After diagnosing hidradenitis suppurativa (HS), a dermatologist or other doctor may classify each case of HS using the Hurley staging system. This is a severity staging system for HS symptoms with three distinct stages. The Hurley staging system was developed by a dermatologist in 1989.
Some people with mild hidradenitis suppurativa never progress to more advanced stages. However, some people’s HS symptoms can become increasingly severe if not treated. Early diagnosis and treatment can help prevent HS from becoming worse over time.
Hurley Stage 1 (Mild)
- Stage 1 hidradenitis suppurativa involves one lesion or isolated abscesses without sinus tract formation (narrow openings underneath the skin) or scarring. HS often begins as small pea-sized bumps that are sometimes mistaken for acne, boils, or ingrown hairs.

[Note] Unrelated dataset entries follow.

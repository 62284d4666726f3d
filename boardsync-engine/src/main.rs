//! boardsync - proposal board synchronization service
//!
//! `serve` exposes the sync operations over HTTP with an SSE event stream,
//! `sync` runs a single reconcile + materialize pass for one board.

use std::net::SocketAddr;
use std::sync::Arc;

use anyhow::{Context, Result};
use boardsync_common::config::{database_path, resolve_root_folder, SyncConfig, ROOT_FOLDER_ENV};
use boardsync_common::db::init_database;
use boardsync_common::events::EventBus;
use boardsync_engine::{build_router, AppState, SyncService};
use clap::{Parser, Subcommand};
use tokio::signal;
use tracing::{info, warn};
use tracing_subscriber::{layer::SubscriberExt, util::SubscriberInitExt};
use uuid::Uuid;

/// Command-line arguments for boardsync
#[derive(Parser, Debug)]
#[command(name = "boardsync")]
#[command(about = "Keeps proposal-backed boards in sync with their proposals")]
#[command(version)]
struct Cli {
    /// Folder holding the database
    #[arg(short, long, global = true, env = ROOT_FOLDER_ENV)]
    root_folder: Option<String>,

    #[command(subcommand)]
    command: Command,
}

#[derive(Subcommand, Debug)]
enum Command {
    /// Run the HTTP server
    Serve {
        /// Port to listen on (overrides the config file)
        #[arg(short, long)]
        port: Option<u16>,
    },
    /// Sync one board and exit
    Sync {
        #[arg(long)]
        board: Uuid,
    },
}

#[tokio::main]
async fn main() -> Result<()> {
    tracing_subscriber::registry()
        .with(
            tracing_subscriber::EnvFilter::try_from_default_env().unwrap_or_else(|_| {
                "boardsync_engine=info,boardsync_common=info,tower_http=debug".into()
            }),
        )
        .with(tracing_subscriber::fmt::layer())
        .init();

    let cli = Cli::parse();

    let root_folder = resolve_root_folder(cli.root_folder.as_deref(), ROOT_FOLDER_ENV, true);
    let db_path = database_path(&root_folder);
    info!("Database: {}", db_path.display());

    let config = SyncConfig::discover().context("Failed to load configuration")?;
    let pool = init_database(&db_path)
        .await
        .context("Failed to initialize database")?;

    let event_bus = EventBus::new(config.event_capacity);
    let service = Arc::new(SyncService::sqlite(pool, config.clone(), event_bus.clone()));

    match cli.command {
        Command::Sync { board } => {
            let report = service
                .sync_board(board)
                .await
                .with_context(|| format!("Failed to sync board {}", board))?;
            for failure in &report.outcome.failures {
                warn!(proposal_id = %failure.proposal_id, "{}", failure.message);
            }
            println!("{}", serde_json::to_string_pretty(&report)?);
        }
        Command::Serve { port } => {
            let port = port.unwrap_or(config.port);
            let app = build_router(AppState::new(service, event_bus));

            let addr = SocketAddr::from(([127, 0, 0, 1], port));
            let listener = tokio::net::TcpListener::bind(addr)
                .await
                .context("Failed to bind to address")?;
            info!("Listening on http://{}", addr);
            info!("Health check: http://{}/health", addr);

            axum::serve(listener, app)
                .with_graceful_shutdown(shutdown_signal())
                .await
                .context("Server error")?;

            info!("Server shutdown complete");
        }
    }

    Ok(())
}

/// Resolves on Ctrl+C or SIGTERM
async fn shutdown_signal() {
    let ctrl_c = async {
        if let Err(e) = signal::ctrl_c().await {
            warn!("Failed to listen for Ctrl+C: {}", e);
            std::future::pending::<()>().await;
        }
    };

    #[cfg(unix)]
    let terminate = async {
        match signal::unix::signal(signal::unix::SignalKind::terminate()) {
            Ok(mut stream) => {
                stream.recv().await;
            }
            Err(e) => {
                warn!("Failed to install SIGTERM handler: {}", e);
                std::future::pending::<()>().await;
            }
        }
    };

    #[cfg(not(unix))]
    let terminate = std::future::pending::<()>();

    tokio::select! {
        _ = ctrl_c => info!("Received Ctrl+C, shutting down"),
        _ = terminate => info!("Received SIGTERM, shutting down"),
    }
}
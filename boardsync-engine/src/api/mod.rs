//! HTTP API handlers for boardsync

pub mod boards;
pub mod cards;
pub mod health;
pub mod relations;
pub mod sse;

pub use boards::board_routes;
pub use cards::card_routes;
pub use health::health_routes;
pub use relations::relation_routes;
pub use sse::event_stream;
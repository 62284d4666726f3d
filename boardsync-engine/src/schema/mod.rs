//! Board schema reconciliation
//!
//! `descriptors` turns the proposal source into candidate templates,
//! `reconciler` merges them into the stored list. `SchemaReconciler` ties both
//! to the stores: it validates the board, persists a changed schema together
//! with view growth in one batch and notifies consumers.

use std::sync::Arc;

use boardsync_common::events::SyncEvent;
use boardsync_common::models::{Board, BoardView, PropertyTemplate, PropertyType};
use boardsync_common::{Error, Result};
use tracing::{debug, info};
use uuid::Uuid;

use crate::store::{CardStore, NotificationSink, ProposalStore, StoreBatch};

pub mod descriptors;
pub mod reconciler;

pub use descriptors::{build_descriptors, MatchKey, PropertyDescriptor, SchemaInputs};
pub use reconciler::{reconcile, ReconcileOutcome};

/// Fail unless the board is backed by proposals
pub fn ensure_proposal_source(board: &Board) -> Result<()> {
    if board.is_proposal_source() {
        Ok(())
    } else {
        Err(Error::InvalidState(format!(
            "Board {} is not a proposals source (source type: {})",
            board.id,
            board
                .fields
                .source_type
                .map(|t| t.as_str())
                .unwrap_or("none")
        )))
    }
}

/// Append newly minted property ids to each view, never the evaluation-type id.
///
/// Returns only the views that changed.
pub fn grow_views(
    views: &[BoardView],
    properties: &[PropertyTemplate],
    added: &[String],
) -> Vec<BoardView> {
    let visible: Vec<&String> = added
        .iter()
        .filter(|id| {
            properties
                .iter()
                .find(|p| &p.id == *id)
                .is_some_and(|p| p.property_type != PropertyType::ProposalEvaluationType)
        })
        .collect();

    views
        .iter()
        .filter_map(|view| {
            let mut grown = view.clone();
            for id in visible.iter().copied() {
                if !grown.visible_property_ids.contains(id) {
                    grown.visible_property_ids.push(id.clone());
                }
            }
            (grown != *view).then_some(grown)
        })
        .collect()
}

pub struct SchemaReconciler {
    proposals: Arc<dyn ProposalStore>,
    cards: Arc<dyn CardStore>,
    notifier: Arc<dyn NotificationSink>,
}

impl SchemaReconciler {
    pub fn new(
        proposals: Arc<dyn ProposalStore>,
        cards: Arc<dyn CardStore>,
        notifier: Arc<dyn NotificationSink>,
    ) -> Self {
        Self {
            proposals,
            cards,
            notifier,
        }
    }

    /// Merge the proposal source into the board's schema and persist it if it changed
    pub async fn reconcile_board(&self, board_id: Uuid) -> Result<Board> {
        let board = self
            .cards
            .get_board(board_id)
            .await?
            .ok_or_else(|| Error::NotFound(format!("Board {}", board_id)))?;
        ensure_proposal_source(&board)?;

        let summaries = self.proposals.evaluation_summaries(board.space_id).await?;
        let form_fields = self.proposals.form_fields(board.space_id).await?;
        let custom_properties = self
            .proposals
            .custom_properties(board.space_id, board.fields.source_config_id)
            .await?;

        let descriptors = build_descriptors(SchemaInputs {
            summaries: &summaries,
            form_fields: &form_fields,
            custom_properties: &custom_properties,
            reviewer_breakdown: board.fields.rubric_reviewer_breakdown,
        });
        let outcome = reconcile(&board.fields.card_properties, &descriptors);

        if !outcome.changed {
            debug!(board_id = %board.id, "Board schema unchanged");
            return Ok(board);
        }

        let views = self.cards.list_views(board.id).await?;
        let grown_views = grow_views(&views, &outcome.properties, &outcome.added);

        self.cards
            .apply_batch(StoreBatch {
                board_properties: vec![(board.id, outcome.properties.clone())],
                views: grown_views,
                ..StoreBatch::default()
            })
            .await?;

        info!(
            board_id = %board.id,
            added = outcome.added.len(),
            removed = outcome.removed.len(),
            properties = outcome.properties.len(),
            "Board schema updated"
        );

        let updated = self
            .cards
            .get_board(board.id)
            .await?
            .ok_or_else(|| Error::NotFound(format!("Board {}", board.id)))?;
        self.notifier.publish(SyncEvent::schema_updated(updated.clone()));
        Ok(updated)
    }
}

- The vast majority of people with HS — 68 percent — fall into the mild category.
- Stage 1 HS is the most easily treated stage and can often be treated with oral or topical medications.
Hurley Stage 2 (Moderate)
- Stage 2 is defined by recurring and often multiple abscesses with scarring and sinus tracts.
- Stage 2 is the second most common stage. It accounts for 28 percent of people with HS.
- Oral or topical medications are usually the first approach for treating stage 2 HS. Surgical procedures may be needed if medications are not effective.
Hurley Stage 3 (Severe)
- Stage 3 HS involves multiple lesions across an entire area of the body with interconnected sinus tract formations, scarring, and sometimes foul-smelling pus.
- Stage 3 accounts for a small percentage of HS cases. About 4 percent of people with HS are classified as stage 3.
- Stage 3 HS can be treated with oral retinoids, immunosuppressive medications, biologics, and surgery.
Some doctors also use a more detailed staging system called the Sartorius score to assess treatment outcomes. A Sartorius score considers which parts of the body are affected, the number and type of lesions, the distance between lesions, and the condition of the skin separating lesions. The Sartorius score is used more frequently in research settings than clinical practice.